------ Supplied material ------

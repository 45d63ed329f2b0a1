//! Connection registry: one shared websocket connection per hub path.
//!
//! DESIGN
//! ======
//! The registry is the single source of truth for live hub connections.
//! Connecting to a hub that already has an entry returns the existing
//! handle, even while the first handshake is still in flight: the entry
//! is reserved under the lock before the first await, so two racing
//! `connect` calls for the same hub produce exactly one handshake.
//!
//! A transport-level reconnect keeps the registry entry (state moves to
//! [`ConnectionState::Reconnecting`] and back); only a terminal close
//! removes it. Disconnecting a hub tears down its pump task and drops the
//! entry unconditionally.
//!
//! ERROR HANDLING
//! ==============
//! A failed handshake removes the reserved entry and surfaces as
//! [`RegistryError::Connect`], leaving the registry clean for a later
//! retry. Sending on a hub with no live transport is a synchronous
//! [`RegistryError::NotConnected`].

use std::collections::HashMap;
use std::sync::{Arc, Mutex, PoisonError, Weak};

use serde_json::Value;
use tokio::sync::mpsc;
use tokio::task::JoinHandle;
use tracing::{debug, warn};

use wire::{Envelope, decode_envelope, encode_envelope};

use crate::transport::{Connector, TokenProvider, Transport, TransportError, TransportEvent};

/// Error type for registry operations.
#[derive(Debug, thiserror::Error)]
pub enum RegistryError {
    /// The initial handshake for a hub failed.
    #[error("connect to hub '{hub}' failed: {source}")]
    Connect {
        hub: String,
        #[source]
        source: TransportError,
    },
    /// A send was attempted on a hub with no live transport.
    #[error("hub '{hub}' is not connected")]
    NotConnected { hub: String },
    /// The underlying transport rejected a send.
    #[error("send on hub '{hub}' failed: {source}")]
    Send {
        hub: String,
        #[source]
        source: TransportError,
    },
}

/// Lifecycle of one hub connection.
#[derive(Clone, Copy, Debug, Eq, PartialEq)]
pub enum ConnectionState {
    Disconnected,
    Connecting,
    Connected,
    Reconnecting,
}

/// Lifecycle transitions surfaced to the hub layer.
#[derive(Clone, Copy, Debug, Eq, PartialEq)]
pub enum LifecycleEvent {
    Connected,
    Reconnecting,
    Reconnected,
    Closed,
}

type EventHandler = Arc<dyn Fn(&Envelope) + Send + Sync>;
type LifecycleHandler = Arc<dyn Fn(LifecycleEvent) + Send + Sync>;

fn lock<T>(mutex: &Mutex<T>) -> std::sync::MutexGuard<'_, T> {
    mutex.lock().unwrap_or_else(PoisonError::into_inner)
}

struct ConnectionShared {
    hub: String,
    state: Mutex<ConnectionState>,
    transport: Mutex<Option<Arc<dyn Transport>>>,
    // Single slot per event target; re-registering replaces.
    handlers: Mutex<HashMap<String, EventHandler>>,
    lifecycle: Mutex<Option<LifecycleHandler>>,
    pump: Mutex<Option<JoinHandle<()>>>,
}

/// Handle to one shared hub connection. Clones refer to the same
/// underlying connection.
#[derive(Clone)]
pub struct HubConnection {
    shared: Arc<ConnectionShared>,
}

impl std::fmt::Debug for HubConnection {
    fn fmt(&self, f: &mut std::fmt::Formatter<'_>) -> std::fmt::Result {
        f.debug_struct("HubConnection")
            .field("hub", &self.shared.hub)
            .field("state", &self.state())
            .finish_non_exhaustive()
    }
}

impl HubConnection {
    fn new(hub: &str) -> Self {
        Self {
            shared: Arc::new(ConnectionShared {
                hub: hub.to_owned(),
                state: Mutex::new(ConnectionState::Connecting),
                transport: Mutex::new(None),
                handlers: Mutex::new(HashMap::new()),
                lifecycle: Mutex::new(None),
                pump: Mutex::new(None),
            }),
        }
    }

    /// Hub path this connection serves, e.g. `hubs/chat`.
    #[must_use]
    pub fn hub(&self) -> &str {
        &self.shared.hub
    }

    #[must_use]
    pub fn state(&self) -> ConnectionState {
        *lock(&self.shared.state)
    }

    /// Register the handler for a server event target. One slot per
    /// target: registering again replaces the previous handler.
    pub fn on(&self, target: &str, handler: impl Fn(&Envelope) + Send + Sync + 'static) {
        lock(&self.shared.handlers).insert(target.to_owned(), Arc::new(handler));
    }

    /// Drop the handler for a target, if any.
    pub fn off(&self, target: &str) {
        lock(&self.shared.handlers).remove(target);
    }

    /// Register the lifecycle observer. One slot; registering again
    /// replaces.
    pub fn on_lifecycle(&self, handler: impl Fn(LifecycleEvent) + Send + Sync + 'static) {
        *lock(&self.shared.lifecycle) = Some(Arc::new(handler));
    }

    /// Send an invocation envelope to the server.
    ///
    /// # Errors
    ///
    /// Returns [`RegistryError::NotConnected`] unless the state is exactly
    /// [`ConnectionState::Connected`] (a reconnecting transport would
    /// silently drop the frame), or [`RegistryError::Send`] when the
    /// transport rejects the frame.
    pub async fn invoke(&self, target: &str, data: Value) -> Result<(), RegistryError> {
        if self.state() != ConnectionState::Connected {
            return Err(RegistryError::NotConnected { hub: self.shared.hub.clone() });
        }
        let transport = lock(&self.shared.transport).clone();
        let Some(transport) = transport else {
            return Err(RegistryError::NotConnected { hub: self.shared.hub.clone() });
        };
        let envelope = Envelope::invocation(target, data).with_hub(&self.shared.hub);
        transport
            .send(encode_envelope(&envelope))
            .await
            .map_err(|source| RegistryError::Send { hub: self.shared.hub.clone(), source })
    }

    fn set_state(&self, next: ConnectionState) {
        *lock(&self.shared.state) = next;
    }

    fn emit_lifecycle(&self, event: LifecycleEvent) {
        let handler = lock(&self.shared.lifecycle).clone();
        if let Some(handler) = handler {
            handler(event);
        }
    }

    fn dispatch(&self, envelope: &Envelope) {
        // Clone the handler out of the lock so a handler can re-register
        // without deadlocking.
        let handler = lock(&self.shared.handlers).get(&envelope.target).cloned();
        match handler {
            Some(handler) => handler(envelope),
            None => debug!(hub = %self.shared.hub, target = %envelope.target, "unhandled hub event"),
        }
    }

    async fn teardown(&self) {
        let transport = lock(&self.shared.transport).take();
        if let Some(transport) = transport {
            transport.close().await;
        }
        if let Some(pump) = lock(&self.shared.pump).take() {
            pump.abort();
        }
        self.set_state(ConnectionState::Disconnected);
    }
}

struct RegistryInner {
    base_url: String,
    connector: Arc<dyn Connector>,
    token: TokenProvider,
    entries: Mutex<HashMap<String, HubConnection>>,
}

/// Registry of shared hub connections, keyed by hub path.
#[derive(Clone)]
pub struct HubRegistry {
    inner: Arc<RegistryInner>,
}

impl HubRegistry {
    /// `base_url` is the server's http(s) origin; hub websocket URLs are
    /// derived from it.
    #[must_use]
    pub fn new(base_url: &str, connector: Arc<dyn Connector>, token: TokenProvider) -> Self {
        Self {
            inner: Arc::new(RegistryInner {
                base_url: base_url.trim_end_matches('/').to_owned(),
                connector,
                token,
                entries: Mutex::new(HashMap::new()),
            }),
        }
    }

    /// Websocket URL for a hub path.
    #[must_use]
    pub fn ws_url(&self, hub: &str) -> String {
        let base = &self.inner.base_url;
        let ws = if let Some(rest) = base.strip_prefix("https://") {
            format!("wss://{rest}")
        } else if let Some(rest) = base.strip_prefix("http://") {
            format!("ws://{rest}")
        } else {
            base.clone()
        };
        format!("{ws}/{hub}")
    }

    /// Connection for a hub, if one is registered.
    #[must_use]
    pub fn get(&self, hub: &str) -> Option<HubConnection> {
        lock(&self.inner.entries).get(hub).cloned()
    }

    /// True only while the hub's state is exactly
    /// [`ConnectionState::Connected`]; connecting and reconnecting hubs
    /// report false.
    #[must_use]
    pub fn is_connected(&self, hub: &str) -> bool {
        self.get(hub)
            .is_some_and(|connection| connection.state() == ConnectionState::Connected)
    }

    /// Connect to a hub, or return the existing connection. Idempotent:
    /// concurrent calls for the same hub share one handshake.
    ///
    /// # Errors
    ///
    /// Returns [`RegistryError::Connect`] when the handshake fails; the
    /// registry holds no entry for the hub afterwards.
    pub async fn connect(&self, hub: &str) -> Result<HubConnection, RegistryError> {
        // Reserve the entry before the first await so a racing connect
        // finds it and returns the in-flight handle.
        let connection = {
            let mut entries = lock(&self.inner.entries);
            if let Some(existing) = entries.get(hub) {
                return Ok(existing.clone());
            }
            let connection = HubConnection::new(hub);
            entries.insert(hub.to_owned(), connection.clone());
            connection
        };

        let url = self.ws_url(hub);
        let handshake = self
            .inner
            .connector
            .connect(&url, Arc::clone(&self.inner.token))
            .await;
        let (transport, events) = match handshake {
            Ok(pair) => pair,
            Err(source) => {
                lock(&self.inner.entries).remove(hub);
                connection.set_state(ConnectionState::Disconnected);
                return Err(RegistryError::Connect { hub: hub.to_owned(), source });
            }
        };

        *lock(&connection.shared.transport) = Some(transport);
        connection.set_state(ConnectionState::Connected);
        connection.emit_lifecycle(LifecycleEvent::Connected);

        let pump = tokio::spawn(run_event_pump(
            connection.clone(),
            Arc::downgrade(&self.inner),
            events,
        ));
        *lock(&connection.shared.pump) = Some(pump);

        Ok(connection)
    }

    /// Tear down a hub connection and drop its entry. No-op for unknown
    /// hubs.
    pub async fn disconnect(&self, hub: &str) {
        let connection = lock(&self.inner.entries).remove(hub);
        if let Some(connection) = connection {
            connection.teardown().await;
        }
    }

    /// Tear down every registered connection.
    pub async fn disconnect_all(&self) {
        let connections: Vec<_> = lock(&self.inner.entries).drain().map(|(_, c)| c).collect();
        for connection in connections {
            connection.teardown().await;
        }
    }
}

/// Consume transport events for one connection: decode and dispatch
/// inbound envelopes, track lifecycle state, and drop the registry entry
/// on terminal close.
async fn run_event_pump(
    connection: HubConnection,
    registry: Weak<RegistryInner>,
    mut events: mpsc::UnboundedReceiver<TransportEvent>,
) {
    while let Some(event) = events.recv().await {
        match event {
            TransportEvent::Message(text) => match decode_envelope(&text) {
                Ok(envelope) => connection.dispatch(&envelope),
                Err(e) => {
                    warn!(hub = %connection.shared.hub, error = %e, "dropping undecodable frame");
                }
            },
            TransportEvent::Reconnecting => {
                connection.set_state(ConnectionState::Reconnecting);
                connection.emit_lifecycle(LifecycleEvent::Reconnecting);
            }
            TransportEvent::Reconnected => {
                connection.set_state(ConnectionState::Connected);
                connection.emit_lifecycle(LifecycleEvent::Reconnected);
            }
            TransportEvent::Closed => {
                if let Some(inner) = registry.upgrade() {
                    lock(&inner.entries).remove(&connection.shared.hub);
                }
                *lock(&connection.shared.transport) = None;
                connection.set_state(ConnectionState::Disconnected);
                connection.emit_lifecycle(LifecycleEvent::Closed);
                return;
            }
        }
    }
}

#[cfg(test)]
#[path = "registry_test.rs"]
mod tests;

------

Every line in the data that holds "calls" should be copied out.

§ **Finished task**:
//! `connect` calls for the same hub produce exactly one handshake.
    /// concurrent calls for the same hub share one handshake.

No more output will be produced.